(Stored items)
---+---

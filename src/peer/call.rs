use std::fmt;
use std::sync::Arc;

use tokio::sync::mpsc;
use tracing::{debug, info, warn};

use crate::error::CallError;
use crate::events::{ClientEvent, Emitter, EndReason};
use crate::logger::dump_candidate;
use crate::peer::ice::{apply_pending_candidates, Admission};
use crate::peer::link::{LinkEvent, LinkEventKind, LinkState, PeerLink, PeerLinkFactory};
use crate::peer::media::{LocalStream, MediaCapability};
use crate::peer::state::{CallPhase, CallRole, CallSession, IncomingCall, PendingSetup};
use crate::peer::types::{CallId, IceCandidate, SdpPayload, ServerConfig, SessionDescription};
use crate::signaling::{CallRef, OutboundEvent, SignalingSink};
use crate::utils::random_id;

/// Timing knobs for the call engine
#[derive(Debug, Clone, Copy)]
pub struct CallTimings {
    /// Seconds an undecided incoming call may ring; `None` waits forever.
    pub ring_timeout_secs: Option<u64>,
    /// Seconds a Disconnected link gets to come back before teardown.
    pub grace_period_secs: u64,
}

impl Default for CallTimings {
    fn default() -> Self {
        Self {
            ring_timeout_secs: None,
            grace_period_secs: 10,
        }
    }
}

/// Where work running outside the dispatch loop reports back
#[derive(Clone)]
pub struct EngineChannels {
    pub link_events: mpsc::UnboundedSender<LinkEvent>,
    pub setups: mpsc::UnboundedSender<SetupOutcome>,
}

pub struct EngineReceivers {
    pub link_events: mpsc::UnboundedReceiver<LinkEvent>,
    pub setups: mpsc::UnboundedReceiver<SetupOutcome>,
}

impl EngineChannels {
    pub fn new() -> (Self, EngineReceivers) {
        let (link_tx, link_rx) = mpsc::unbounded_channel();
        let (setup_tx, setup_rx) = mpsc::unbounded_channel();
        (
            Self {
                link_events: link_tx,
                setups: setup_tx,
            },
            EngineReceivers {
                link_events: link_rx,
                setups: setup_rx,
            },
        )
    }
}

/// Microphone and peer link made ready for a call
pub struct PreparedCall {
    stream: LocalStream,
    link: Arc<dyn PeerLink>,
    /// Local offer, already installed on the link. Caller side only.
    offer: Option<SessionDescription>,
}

---+---

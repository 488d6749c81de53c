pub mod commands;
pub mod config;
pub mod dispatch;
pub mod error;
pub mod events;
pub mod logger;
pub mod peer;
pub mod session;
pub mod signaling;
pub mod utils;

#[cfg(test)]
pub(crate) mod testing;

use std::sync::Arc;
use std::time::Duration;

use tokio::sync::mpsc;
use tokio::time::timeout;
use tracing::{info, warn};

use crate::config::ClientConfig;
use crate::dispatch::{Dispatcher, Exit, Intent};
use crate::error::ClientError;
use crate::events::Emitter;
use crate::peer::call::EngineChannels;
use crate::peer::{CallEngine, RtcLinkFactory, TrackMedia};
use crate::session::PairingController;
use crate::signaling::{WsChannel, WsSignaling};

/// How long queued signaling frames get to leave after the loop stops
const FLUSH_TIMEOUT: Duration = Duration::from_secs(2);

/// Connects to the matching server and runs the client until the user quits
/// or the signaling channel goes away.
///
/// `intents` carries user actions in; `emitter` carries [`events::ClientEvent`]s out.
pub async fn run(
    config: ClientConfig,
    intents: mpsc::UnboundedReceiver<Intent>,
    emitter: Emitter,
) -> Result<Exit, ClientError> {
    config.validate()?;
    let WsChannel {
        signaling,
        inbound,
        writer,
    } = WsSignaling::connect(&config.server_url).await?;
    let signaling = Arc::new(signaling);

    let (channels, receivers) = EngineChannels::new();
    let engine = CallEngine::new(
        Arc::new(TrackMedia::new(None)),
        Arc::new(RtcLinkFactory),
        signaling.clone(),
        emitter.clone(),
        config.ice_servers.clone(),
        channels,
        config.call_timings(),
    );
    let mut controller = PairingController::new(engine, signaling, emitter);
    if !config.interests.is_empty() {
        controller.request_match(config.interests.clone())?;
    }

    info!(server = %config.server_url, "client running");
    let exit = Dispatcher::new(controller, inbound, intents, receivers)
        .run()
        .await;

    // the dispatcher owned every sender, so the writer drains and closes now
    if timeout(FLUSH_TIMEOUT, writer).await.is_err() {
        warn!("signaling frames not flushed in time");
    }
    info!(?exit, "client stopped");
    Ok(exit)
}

---+---

Return exactly, and only, the lines above starting at the line that contains "pub mod error;" and ending at the line that contains "-> Result<Exit, ClientError>".

**Output of the exercise**
pub mod error;
pub mod events;
pub mod logger;
pub mod peer;
pub mod session;
pub mod signaling;
pub mod utils;

#[cfg(test)]
pub(crate) mod testing;

use std::sync::Arc;
use std::time::Duration;

use tokio::sync::mpsc;
use tokio::time::timeout;
use tracing::{info, warn};

use crate::config::ClientConfig;
use crate::dispatch::{Dispatcher, Exit, Intent};
use crate::error::ClientError;
use crate::events::Emitter;
use crate::peer::call::EngineChannels;
use crate::peer::{CallEngine, RtcLinkFactory, TrackMedia};
use crate::session::PairingController;
use crate::signaling::{WsChannel, WsSignaling};

/// How long queued signaling frames get to leave after the loop stops
const FLUSH_TIMEOUT: Duration = Duration::from_secs(2);

/// Connects to the matching server and runs the client until the user quits
/// or the signaling channel goes away.
///
/// `intents` carries user actions in; `emitter` carries [`events::ClientEvent`]s out.
pub async fn run(
    config: ClientConfig,
    intents: mpsc::UnboundedReceiver<Intent>,
    emitter: Emitter,
) -> Result<Exit, ClientError> {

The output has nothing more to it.